52 Ancestors 2026 Week 19 - A Question the Records Can't Answer
The Chimney Sweep Who Was Told to Keep the Child
Some ancestors leave behind tidy records. Others leave
behind stories that sit between the lines — stories that make you stop, reread,
and wonder. This week’s theme, “A Question the Records Can’t Answer,”
led me straight to Stephen Wadey, a Brighton chimney sweep whose life
briefly intertwined with a little girl named Mary.
For years, Mary’s presence in the 1861 census puzzled me.
She appears in Stephen’s household as a ten‑year‑old “servant,” but nothing
about her placement makes sense. Her surname is foreign and garbled, she is far
too young for service, and she sits in the middle of the family group, not in a
servant’s position.
Then I found the 1857 newspaper report. And suddenly,
everything aligned.
1857: The Child He Was Told to Keep
In August 1857, Stephen appeared before the Brighton
magistrates. The newspaper report describes the situation clearly:
- Three
years earlier, a fellow chimney sweep — “with a very long unpronounceable
Dutch name” — left his nearly four‑year‑old daughter in Stephen’s care
before going to sea.
- He
left part of his seaman’s pay for her upkeep.
- Stephen
cared for the child for three years without dispute.
- Now
a woman had appeared, claiming to be the child’s mother.
- Stephen
had been given explicit instructions by the father not to give the
child to anyone
- The
woman arrived in court with an infant “scarcely two years old,” insisting
the older child was hers. The Magistrates discovering that the father had been absent three years,
and that the child now in her arms was scarcely two years old
concluded she was not a proper person to have the child Mary.
And then comes the line that changes everything:
The magistrates instructed Stephen not to give the
child up.
This wasn’t just a man fighting to keep a child, but a man
being told by the authorities that he must continue caring for her.
1861: The Child Still With Him
Four years later, in the 1861 census, a ten‑year‑old girl appears in Stephen’s household:
Mary, born in London, with a surname that looks like Vanstreevinburd — almost certainly the enumerator’s attempt at the Dutch surname mentioned in the newspaper.
She is listed as a “servant.” But she is ten.
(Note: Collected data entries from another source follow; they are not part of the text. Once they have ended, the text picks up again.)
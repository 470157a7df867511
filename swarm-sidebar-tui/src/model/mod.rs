//!
//! src/model/mod.rs
//! Model 层：应用状态
//!
//! Model 层只保存数据，不包含渲染逻辑；由 Update 层修改，由 View 层读取。
//!
//!
//! 有模块结构：
//!     src/model/mod.rs
//!         mod app;            // App：应用主状态
//!         mod focus;          // FocusPanel：焦点在侧边栏还是内容面板
//!         mod page;           // Page：当前页面，与路由一一对应
//!         mod sidebar;        // SidebarState：菜单激活状态 + 光标
//!         pub mod state;      // 各页面的状态（设置页）
//!
//!
//! ═══════════════════════════════════════════════════════════════════════════
//! 一、App
//! ═══════════════════════════════════════════════════════════════════════════
//!
//!     App {
//!         should_quit,            // 是否退出
//!         focus,                  // 焦点面板
//!         core,                   // CoreService（Backend 层）
//!         sidebar,                // 侧边栏：MenuActivation + 光标
//!         layout,                 // LayoutContext：菜单模式、设备类型、界面标志
//!         stylesheets,            // 当前布局 / 主题
//!         current_page,           // 当前页面
//!         ...
//!     }
//!
//!     layout 与 stylesheets 都来自 swarm-sidebar-core：
//!         · 菜单点击时 layout 以 &mut 传入，由菜单状态机修改界面标志
//!         · stylesheets 实现了 ActionHandler，皮肤菜单项的动作直接作用于它
//!
//!
//! ═══════════════════════════════════════════════════════════════════════════
//! 二、SidebarState
//! ═══════════════════════════════════════════════════════════════════════════
//!
//!     菜单树每次重建（revision 变化）时，激活状态随之整体重建。
//!
//!     菜单显示为"可见行"列表：
//!         FAQ
//!         Pools               ← 常驻展开
//!           All ecosystem
//!           Alpha
//!         Colors              ← 点击后展开
//!
//!     光标（cursor）是可见行的下标，展开 / 收起后需要重新约束。
//!

mod app;
mod focus;
mod page;
mod sidebar;
pub mod state;

pub use app::App;
pub use focus::FocusPanel;
pub use page::Page;
pub use sidebar::SidebarState;
pub use state::{SettingItem, SettingsState};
She is placed among the family, not below them. She is the only non‑relative in the household.
This is not a servant. This is the same child.
And now we know why she is there: because the magistrates told Stephen to keep her.
The census doesn’t record affection, duty, or the emotional weight of that instruction. But it records her presence — still with him, still under his roof, still part of his daily life.
After 1861: She Vanishes
After this census, Mary disappears from the records entirely.
No marriage. No burial. No later census. Nothing.
It is as if she slipped out of the historical frame as quietly as she entered it.
And that silence is its own kind of ache.
The Social History Behind Their Story
To understand Stephen and Mary, we have to step into the world they lived in.
Informal fostering among the poor
Before adoption laws, children were often placed informally with neighbours, friends, or fellow workers. As in this case, chimney sweep to chimney sweep. These arrangements were common and rarely documented.
Sailors’ children were especially vulnerable
Fathers went to sea for years. Some never returned. Their children often depended on the goodwill of others.
Working‑class men and respectability
Victorian courts judged “proper persons” through a middle‑class lens. Yet here, unusually, the magistrates trusted Stephen — a chimney sweep — over the woman claiming to be the mother.
Children listed as “servants”
Census enumerators often used “servant” as a catch‑all for non‑relatives, especially fostered or informally adopted children. It does not reflect Mary’s true role.
A man who kept his word
Stephen had been told by the father not to give the child to anyone. The magistrates reinforced that instruction. And in 1861, he is still honouring it.
The Question the Records Can’t Answer
Here is the heart of the story:
What was the relationship between Stephen and Mary?
Was he simply fulfilling a duty? Did he grow fond of her? Did she see him as the only father she remembered? Did he worry about the sailor who never returned? Did he fear the woman might come back? Did he hope Mary would stay with his family permanently?
The records give us the facts. The silence between them gives us the humanity.
Closing Thoughts
Stephen Wadey left no letters, no diary, no explanation. But in the 1857 court case and the 1861 census, we glimpse something rare:
a working‑class man entrusted — by a father and by the law — with the care of a vulnerable child.
Mary’s fate after 1861 is unknown. Stephen’s feelings remain unrecorded. But their story is one of the most compelling in my family tree.
If I could ask Stephen one question, it would be this:
“When the magistrates told you to keep her, what did you feel?”
The records will never answer that. But the silence speaks volumes.